Rift Valley Fever in KenyaUpdated July 23, 2018
What is Rift Valley fever?
Rift Valley fever (RVF) is an illness that is primarily spread by direct contact with blood, fluids, or tissues of infected animals such as cattle, buffalo, sheep, goats, and camels. Less commonly, it can also be spread through mosquito bites.
Most people with RVF do not feel sick or have only mild illness. Symptoms of RVF include fever, weakness, back pain, dizziness, and weight loss. However, a small percentage (8%–10%) of people may have more serious illness, such as severe bleeding, swelling of the brain, or eye disease. Approximately 1% of people who get RVF die from the disease.

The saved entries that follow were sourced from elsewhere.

use serde::{Deserialize, Serialize};

use crate::github::graphql::graphql_types::pager::PageInfo;
use crate::github::graphql::graphql_types::CountConnection;

/// GraphQL response type for the pull-request sub-pagination query
#[derive(Debug, Clone, Serialize, Deserialize)]
pub struct RepoPullRequestsResponse {
    pub repository: Option<PullRequestStatsRepository>,
}

#[derive(Debug, Clone, Serialize, Deserialize)]
pub struct PullRequestStatsRepository {
    #[serde(rename = "pullRequests")]
    pub pull_requests: PullRequestStatsConnection,
}

#[derive(Debug, Clone, Serialize, Deserialize)]
pub struct PullRequestStatsConnection {
    #[serde(rename = "totalCount")]
    pub total_count: u64,
    pub nodes: Vec<PullRequestStatsNode>,
    #[serde(rename = "pageInfo")]
    pub page_info: PageInfo,
}

/// Count totals for one pull request, with a first-page embedded review list.
#[derive(Debug, Clone, Serialize, Deserialize)]
pub struct PullRequestStatsNode {
    pub number: u64,
    pub comments: CountConnection,
    pub commits: CountConnection,
    #[serde(rename = "timelineItems")]
    pub timeline_items: CountConnection,
    pub reviews: ReviewStatsConnection,
}

#[derive(Debug, Clone, Serialize, Deserialize)]
pub struct ReviewStatsConnection {
    #[serde(rename = "totalCount")]
    pub total_count: u64,
    pub nodes: Vec<ReviewStatsNode>,
}

#[derive(Debug, Clone, Serialize, Deserialize)]
pub struct ReviewStatsNode {
    pub comments: CountConnection,
}
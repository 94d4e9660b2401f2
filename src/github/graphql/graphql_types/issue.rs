use serde::{Deserialize, Serialize};

use crate::github::graphql::graphql_types::pager::PageInfo;
use crate::github::graphql::graphql_types::CountConnection;

/// GraphQL response type for the issue sub-pagination query
#[derive(Debug, Clone, Serialize, Deserialize)]
pub struct RepoIssuesResponse {
    pub repository: Option<IssueStatsRepository>,
}

#[derive(Debug, Clone, Serialize, Deserialize)]
pub struct IssueStatsRepository {
    pub issues: IssueStatsConnection,
}

#[derive(Debug, Clone, Serialize, Deserialize)]
pub struct IssueStatsConnection {
    #[serde(rename = "totalCount")]
    pub total_count: u64,
    pub nodes: Vec<IssueStatsNode>,
    #[serde(rename = "pageInfo")]
    pub page_info: PageInfo,
}

/// Comment and timeline-event totals for one issue.
#[derive(Debug, Clone, Serialize, Deserialize)]
pub struct IssueStatsNode {
    pub comments: CountConnection,
    #[serde(rename = "timelineItems")]
    pub timeline_items: CountConnection,
}
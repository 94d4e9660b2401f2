use serde::{Deserialize, Serialize};

#[derive(Debug, Clone, Serialize, Deserialize)]
pub struct PageInfo {
    #[serde(rename = "hasNextPage")]
    pub has_next_page: bool,
    #[serde(rename = "endCursor")]
    pub end_cursor: Option<String>,
}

There is an outbreak of Rift Valley fever (RVF) in Kenya.
Travelers to Kenya should protect themselves from RVF by avoiding contact with infected animals and preventing mosquito bites.
What is the current situation?
Health officials have reported an ongoing outbreak of RVF in Kenya that began in June 2018. The outbreak has been confirmed in the counties of Wajir, Marsabit, and Siaya.

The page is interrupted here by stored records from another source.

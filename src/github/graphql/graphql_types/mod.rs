pub mod issue;
pub mod pager;
pub mod pull_request;
pub mod repository;

use serde::{Deserialize, Serialize};

#[derive(Debug, Clone, Serialize)]
pub struct GraphQLQuery(pub String);

#[derive(Debug, Clone, Serialize)]
pub struct GraphQLPayload<T: serde::Serialize> {
    pub query: GraphQLQuery,
    pub variables: Option<T>,
}

/// Envelope every GraphQL response arrives in: either data, errors, or both.
#[derive(Debug, Clone, Serialize, Deserialize)]
pub struct GraphQLResponse<T> {
    pub data: Option<T>,
    pub errors: Option<Vec<GraphQLError>>,
}

#[derive(Debug, Clone, Serialize, Deserialize)]
pub struct GraphQLError {
    pub message: String,
    #[serde(default)]
    pub locations: Vec<serde_json::Value>,
    #[serde(default)]
    pub path: Vec<serde_json::Value>,
}

/// A connection queried only for its aggregate size.
#[derive(Debug, Clone, Serialize, Deserialize)]
pub struct CountConnection {
    #[serde(rename = "totalCount")]
    pub total_count: u64,
}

What can travelers do to prevent Rift Valley fever?
Avoid exposure to animals or animal blood
Do not handle raw meat.
Wear protective equipment if working with animals.
Prevent mosquito bites
Because RVF and other diseases are spread by mosquito bites, all travelers to Kenya should prevent mosquito bites by:
Using insect repellent.
Wearing long-sleeved shirts and pants when outdoors.
Sleeping in an air-conditioned or well-screened room or under an insecticide-treated bed net.
If you get sick during or after travel
If you feel sick during travel and think you may have RVF:
Seek medical care.
Use acetaminophen. Do not take pain relievers that contain aspirin or ibuprofen, which may lead to a greater tendency to bleed.
If you get sick after returning to the United States:
Seek medical care. Tell your health care provider where and when you traveled.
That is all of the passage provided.